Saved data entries

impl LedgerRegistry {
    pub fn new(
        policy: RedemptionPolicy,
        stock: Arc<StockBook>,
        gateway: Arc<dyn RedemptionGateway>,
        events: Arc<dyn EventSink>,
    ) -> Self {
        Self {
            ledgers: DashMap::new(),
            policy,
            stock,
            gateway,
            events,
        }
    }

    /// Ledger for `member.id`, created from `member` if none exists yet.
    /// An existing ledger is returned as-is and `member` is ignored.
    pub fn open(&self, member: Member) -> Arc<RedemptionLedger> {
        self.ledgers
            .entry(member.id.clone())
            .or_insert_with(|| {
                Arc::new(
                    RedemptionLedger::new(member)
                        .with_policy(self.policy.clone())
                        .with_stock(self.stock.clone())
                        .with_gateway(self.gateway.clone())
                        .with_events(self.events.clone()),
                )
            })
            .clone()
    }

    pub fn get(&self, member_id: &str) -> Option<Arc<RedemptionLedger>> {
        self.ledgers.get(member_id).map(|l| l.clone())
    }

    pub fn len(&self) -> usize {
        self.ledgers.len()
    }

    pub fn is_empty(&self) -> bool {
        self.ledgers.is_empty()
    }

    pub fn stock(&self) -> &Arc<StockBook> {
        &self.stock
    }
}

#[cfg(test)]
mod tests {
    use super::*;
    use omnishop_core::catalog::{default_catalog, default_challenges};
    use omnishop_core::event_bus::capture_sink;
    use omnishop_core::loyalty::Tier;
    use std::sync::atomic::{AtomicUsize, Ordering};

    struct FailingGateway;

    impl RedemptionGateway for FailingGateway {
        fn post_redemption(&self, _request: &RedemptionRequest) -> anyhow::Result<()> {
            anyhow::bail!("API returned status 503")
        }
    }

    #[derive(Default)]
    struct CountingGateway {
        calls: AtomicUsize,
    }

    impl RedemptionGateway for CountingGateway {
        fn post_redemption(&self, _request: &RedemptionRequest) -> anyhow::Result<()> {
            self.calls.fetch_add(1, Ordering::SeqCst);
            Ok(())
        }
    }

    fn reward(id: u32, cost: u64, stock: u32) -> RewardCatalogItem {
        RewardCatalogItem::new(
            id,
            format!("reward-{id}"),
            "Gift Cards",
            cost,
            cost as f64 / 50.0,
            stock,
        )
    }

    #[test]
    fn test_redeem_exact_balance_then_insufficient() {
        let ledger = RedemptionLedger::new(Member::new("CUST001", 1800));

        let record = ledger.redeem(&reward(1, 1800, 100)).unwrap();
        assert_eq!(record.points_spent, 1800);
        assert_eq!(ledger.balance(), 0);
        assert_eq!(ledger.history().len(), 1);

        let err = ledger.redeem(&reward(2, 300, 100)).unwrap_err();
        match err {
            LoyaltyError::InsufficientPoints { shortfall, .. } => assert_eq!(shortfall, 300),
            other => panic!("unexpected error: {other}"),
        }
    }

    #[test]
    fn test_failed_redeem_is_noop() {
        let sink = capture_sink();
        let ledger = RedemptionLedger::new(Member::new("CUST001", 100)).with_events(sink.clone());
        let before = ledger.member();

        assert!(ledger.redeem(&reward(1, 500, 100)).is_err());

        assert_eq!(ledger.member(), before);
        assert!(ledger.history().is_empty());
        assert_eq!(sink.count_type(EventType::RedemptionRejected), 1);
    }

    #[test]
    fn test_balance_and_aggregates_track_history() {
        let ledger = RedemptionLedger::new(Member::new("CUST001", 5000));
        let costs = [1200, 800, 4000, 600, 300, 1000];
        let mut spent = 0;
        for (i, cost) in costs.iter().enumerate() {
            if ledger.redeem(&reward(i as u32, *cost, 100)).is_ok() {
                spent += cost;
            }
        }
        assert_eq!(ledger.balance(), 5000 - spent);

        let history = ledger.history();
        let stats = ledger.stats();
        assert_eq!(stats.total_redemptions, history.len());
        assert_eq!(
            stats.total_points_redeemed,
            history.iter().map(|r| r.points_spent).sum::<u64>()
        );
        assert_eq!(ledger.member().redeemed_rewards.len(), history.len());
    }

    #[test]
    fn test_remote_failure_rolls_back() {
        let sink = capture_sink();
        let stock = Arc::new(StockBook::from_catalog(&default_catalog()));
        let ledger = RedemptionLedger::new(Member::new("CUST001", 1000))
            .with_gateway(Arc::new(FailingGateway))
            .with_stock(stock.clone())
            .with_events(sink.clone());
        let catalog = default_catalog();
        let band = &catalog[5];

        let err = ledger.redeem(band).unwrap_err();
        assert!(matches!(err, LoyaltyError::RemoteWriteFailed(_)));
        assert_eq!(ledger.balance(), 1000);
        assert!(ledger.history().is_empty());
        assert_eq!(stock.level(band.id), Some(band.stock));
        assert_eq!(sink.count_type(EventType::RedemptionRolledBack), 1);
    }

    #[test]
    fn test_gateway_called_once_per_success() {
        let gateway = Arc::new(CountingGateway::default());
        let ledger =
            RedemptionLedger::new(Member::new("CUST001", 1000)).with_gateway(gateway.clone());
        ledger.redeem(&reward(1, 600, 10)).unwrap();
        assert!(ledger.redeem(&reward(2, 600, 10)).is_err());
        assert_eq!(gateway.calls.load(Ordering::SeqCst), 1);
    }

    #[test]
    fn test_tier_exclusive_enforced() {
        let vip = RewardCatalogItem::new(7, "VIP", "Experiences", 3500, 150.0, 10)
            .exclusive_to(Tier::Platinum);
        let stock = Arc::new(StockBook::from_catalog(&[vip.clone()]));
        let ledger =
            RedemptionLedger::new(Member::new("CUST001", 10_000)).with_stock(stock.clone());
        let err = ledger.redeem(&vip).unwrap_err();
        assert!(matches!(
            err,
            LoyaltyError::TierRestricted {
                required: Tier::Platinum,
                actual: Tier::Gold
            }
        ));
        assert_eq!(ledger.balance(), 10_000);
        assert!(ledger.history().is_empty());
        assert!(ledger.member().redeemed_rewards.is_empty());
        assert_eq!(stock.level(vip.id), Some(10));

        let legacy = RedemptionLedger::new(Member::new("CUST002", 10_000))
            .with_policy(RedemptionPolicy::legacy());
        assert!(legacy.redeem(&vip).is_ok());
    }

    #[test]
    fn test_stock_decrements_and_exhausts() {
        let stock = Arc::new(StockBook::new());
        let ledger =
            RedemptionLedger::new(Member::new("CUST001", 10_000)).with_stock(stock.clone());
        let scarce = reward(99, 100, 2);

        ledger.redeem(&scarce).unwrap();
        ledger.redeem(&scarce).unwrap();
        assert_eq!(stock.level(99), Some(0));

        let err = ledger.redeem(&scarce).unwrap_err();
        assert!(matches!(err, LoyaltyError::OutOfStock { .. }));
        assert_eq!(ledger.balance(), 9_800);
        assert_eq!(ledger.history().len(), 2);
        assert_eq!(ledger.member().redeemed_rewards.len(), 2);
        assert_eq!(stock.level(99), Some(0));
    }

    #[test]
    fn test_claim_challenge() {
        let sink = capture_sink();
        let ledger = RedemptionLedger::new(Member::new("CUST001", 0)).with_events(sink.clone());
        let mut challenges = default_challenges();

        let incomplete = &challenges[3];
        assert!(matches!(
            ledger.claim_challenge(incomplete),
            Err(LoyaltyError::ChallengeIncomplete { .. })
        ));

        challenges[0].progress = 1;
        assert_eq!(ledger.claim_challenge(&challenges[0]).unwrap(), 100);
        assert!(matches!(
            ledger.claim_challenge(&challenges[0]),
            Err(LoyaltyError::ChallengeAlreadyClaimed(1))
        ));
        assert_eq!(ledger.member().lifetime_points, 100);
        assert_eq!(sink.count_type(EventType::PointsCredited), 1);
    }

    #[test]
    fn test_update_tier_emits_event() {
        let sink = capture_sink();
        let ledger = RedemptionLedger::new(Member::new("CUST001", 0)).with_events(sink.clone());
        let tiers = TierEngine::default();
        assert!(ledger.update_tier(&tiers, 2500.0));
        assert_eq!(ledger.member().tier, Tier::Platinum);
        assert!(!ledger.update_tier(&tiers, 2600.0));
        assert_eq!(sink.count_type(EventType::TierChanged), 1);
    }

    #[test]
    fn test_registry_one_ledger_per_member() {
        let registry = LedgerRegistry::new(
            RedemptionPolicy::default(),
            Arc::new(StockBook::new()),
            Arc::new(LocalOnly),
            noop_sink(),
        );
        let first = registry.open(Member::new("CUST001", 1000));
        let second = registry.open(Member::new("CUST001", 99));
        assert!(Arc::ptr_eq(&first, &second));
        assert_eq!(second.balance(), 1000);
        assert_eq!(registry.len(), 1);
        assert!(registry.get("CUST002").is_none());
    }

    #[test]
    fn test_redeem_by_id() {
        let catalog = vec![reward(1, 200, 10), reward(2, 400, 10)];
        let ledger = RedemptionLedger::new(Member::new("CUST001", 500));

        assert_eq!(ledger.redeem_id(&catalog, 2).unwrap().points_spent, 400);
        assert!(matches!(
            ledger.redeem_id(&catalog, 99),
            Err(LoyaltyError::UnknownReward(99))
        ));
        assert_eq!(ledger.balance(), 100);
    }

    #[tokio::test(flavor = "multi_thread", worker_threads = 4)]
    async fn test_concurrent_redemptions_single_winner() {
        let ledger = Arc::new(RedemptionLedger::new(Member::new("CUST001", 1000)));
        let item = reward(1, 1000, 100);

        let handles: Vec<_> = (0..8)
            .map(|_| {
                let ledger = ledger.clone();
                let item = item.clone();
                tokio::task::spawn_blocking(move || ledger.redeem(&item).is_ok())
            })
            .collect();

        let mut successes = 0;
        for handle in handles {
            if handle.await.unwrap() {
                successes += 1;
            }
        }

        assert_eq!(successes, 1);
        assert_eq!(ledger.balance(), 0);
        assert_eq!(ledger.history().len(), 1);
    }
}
==
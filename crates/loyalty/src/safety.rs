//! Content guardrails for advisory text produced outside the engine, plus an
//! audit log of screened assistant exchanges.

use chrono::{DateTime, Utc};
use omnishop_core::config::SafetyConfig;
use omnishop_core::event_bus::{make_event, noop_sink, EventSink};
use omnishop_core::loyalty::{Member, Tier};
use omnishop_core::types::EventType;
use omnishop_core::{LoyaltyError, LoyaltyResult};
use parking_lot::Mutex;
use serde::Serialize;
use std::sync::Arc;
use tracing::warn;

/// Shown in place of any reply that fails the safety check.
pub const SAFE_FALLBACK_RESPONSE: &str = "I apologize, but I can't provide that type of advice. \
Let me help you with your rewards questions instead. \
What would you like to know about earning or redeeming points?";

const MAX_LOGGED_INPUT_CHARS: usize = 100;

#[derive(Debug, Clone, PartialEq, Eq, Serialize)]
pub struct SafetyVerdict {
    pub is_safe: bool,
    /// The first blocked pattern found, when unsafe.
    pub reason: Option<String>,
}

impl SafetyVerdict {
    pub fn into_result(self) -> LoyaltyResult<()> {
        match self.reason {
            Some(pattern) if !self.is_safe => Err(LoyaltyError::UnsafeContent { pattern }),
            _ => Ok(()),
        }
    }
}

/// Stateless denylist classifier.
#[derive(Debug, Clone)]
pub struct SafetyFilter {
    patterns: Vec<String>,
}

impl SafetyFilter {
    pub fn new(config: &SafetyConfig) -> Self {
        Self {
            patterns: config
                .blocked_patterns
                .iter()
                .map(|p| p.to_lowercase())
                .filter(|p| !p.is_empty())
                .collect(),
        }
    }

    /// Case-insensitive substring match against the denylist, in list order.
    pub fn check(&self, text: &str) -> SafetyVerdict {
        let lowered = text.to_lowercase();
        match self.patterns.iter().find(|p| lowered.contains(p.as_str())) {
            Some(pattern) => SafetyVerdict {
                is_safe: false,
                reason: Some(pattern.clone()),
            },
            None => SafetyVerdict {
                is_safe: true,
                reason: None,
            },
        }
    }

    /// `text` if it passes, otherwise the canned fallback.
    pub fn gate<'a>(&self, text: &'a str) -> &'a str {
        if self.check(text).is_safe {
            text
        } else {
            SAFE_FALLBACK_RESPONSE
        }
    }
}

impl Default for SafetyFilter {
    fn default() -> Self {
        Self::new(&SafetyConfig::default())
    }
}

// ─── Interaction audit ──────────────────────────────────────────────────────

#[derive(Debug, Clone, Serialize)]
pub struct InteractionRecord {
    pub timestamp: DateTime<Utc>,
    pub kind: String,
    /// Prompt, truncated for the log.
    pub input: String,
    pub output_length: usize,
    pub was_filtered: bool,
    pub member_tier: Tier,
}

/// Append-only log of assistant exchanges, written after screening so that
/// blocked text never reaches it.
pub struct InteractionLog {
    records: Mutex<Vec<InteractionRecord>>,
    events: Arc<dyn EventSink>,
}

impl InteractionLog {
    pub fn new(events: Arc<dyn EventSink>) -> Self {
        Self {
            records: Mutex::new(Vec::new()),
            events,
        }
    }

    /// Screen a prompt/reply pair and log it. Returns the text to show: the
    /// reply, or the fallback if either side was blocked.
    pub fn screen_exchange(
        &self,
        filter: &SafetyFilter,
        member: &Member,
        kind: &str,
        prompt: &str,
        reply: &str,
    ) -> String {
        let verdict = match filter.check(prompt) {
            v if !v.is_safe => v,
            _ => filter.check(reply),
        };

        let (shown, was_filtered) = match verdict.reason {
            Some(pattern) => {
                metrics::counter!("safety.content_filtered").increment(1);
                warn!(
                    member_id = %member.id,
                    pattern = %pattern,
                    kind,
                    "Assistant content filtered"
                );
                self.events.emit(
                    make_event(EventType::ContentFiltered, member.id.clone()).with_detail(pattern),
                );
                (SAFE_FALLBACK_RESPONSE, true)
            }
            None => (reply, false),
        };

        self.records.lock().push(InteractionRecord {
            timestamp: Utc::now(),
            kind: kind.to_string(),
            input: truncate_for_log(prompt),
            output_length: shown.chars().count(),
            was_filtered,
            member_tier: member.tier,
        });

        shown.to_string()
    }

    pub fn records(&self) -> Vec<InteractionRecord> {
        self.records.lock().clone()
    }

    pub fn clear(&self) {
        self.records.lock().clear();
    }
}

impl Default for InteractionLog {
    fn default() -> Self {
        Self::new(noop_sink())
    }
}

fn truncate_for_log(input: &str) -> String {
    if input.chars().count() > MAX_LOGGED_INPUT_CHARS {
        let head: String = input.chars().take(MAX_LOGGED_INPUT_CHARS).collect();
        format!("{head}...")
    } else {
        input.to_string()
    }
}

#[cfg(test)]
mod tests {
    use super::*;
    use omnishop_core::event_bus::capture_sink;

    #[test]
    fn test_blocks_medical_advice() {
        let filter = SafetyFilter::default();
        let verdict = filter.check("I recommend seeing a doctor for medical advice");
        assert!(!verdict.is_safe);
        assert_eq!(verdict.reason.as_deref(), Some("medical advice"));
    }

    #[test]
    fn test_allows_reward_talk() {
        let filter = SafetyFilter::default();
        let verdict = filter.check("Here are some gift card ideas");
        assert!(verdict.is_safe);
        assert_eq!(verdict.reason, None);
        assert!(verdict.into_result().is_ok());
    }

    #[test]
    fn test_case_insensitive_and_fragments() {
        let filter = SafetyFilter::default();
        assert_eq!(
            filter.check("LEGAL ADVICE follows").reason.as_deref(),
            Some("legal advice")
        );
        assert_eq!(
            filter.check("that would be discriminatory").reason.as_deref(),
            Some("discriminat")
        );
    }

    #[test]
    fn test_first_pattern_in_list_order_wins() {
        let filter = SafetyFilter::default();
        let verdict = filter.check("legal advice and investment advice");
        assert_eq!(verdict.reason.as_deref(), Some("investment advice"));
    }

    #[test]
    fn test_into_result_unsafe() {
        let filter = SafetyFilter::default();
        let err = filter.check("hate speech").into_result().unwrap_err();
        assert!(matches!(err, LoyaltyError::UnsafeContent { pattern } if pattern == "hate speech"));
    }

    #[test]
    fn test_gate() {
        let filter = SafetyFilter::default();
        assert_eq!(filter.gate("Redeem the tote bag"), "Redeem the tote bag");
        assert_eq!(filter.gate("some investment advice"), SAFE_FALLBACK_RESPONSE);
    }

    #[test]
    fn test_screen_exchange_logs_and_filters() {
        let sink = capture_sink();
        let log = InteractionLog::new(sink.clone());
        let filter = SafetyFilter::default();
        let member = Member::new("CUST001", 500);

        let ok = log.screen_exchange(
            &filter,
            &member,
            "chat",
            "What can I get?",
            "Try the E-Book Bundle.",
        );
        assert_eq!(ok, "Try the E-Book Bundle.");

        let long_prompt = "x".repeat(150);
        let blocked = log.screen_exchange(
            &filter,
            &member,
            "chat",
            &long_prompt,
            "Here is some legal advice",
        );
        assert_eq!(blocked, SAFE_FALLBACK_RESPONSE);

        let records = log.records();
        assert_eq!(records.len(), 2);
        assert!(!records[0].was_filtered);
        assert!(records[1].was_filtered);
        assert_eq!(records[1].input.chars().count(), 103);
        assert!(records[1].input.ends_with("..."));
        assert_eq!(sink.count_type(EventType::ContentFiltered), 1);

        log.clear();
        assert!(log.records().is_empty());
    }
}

* **Assigned task**:
When the word "kind" shows up in a line of the entries, pull that line out.

* **Result of the task**:
    pub kind: String,
        kind: &str,
                    kind,
            kind: kind.to_string(),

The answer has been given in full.